YOUR ASSIGNMENT:
Show me every line in the listing that has the word "AnalysisQuery".

:::

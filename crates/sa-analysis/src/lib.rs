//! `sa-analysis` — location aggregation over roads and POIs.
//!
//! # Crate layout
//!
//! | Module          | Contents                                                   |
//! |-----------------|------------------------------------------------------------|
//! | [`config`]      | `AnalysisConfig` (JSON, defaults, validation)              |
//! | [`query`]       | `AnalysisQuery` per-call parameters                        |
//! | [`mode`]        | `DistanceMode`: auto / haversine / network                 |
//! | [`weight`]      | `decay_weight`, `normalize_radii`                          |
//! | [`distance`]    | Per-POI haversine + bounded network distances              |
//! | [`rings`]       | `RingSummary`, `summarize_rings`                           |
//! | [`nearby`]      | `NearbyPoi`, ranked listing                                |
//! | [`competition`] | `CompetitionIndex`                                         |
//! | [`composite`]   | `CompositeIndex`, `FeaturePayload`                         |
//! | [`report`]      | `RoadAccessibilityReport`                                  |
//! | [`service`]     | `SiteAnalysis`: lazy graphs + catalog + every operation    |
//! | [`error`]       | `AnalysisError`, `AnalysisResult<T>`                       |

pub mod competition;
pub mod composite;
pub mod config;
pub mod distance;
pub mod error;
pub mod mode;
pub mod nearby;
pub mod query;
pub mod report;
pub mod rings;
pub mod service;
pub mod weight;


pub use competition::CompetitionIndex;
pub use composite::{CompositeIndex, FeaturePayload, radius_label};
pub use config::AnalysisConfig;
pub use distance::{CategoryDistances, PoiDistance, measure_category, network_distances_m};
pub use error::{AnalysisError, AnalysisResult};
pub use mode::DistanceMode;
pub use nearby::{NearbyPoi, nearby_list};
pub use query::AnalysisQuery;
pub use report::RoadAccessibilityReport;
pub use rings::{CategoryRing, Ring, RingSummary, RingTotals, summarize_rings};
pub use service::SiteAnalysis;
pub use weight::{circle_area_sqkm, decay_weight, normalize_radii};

:::

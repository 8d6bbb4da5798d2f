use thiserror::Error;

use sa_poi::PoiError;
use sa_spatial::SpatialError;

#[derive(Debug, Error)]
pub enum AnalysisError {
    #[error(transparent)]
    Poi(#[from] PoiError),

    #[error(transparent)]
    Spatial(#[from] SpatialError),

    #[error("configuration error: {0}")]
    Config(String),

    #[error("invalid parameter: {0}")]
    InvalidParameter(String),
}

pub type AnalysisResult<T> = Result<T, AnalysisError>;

:::

RESPONSE TO THE TASK:
//! | [`query`]       | `AnalysisQuery` per-call parameters                        |
pub use query::AnalysisQuery;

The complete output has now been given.